**Collected data entries**
· · · ·

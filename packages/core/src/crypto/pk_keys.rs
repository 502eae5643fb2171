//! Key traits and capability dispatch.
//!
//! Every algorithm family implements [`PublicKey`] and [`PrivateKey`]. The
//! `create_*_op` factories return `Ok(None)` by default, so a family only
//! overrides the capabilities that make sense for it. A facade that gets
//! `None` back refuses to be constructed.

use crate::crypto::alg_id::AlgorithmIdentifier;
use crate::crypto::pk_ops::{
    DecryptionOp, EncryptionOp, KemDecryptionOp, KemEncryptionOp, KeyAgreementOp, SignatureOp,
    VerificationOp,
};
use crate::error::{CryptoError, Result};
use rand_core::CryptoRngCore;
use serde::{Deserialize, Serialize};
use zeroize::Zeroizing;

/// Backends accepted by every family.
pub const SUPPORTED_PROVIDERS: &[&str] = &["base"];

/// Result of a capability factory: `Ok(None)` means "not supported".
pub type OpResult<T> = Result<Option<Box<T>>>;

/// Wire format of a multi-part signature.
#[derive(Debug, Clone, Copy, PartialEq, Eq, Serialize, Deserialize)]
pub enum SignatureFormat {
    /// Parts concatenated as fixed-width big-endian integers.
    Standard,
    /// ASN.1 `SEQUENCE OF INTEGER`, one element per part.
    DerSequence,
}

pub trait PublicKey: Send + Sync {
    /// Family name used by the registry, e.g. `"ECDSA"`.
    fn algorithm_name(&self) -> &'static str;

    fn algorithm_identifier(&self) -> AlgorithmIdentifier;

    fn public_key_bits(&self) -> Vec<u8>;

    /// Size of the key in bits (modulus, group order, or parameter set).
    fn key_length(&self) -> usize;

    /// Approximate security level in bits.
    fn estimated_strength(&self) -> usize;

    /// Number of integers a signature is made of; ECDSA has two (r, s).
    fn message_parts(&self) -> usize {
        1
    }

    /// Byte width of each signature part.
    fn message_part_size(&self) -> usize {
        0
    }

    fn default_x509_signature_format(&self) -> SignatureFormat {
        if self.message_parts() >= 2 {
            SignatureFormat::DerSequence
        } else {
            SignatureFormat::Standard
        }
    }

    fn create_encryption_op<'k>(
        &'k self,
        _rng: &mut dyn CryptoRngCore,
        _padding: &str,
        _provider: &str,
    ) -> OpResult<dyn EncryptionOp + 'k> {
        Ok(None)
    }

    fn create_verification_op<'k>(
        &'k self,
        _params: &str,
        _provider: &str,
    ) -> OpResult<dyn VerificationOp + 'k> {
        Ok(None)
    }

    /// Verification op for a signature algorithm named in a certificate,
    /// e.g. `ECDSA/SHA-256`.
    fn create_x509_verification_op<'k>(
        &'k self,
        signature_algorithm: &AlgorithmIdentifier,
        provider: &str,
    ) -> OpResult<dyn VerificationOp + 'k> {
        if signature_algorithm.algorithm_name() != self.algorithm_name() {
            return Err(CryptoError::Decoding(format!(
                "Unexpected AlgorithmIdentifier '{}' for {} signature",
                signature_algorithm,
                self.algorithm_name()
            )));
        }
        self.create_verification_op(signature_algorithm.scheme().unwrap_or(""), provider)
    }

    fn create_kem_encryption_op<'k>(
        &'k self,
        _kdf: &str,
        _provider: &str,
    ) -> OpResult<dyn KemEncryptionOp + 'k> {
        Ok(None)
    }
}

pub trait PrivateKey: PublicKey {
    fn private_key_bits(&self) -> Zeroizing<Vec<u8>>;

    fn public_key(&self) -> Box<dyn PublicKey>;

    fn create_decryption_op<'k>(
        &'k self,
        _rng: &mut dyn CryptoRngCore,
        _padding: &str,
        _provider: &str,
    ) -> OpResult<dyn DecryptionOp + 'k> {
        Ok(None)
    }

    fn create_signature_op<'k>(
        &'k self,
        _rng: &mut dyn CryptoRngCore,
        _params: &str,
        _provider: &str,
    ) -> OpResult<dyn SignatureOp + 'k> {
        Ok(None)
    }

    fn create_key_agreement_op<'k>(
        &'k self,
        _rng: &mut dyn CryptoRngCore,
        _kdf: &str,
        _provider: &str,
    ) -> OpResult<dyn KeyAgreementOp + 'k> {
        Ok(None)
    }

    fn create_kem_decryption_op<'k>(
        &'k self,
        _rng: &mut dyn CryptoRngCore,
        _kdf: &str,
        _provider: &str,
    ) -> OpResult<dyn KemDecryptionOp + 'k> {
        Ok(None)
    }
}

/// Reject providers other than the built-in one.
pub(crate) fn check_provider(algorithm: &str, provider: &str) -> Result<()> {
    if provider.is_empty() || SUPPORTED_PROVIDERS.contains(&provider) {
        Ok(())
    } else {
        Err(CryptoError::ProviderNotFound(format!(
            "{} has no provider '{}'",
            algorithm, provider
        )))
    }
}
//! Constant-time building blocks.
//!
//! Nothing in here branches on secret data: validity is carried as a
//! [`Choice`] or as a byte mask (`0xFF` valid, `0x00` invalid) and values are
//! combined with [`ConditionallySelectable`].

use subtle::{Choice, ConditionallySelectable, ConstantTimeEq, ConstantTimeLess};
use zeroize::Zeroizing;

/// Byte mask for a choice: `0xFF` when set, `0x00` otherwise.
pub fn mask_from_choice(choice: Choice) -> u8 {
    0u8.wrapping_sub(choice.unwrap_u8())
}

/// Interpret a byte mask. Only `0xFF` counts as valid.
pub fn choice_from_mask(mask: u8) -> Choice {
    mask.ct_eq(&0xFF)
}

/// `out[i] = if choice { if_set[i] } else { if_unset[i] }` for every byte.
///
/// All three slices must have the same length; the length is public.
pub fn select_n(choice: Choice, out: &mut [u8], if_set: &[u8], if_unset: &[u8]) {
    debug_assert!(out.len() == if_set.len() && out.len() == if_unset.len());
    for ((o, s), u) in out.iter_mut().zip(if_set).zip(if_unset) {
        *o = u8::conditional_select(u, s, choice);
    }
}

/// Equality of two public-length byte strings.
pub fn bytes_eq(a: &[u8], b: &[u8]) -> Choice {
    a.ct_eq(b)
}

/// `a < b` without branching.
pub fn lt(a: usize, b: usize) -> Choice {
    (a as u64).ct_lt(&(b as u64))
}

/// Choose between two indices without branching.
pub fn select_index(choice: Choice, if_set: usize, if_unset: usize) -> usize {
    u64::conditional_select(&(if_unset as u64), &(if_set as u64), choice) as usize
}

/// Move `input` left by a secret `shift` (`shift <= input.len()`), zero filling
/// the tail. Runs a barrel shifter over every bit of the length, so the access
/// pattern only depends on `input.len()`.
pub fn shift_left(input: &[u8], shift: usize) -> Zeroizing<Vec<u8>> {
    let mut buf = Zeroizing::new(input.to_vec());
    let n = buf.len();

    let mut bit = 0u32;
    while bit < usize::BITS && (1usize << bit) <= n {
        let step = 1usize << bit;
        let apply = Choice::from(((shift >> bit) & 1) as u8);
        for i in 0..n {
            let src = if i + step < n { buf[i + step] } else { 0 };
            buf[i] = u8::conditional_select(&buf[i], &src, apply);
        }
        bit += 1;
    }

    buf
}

· · · ·

When a line of the records includes "branching", that line belongs in the answer.

/// `a < b` without branching.
/// Choose between two indices without branching.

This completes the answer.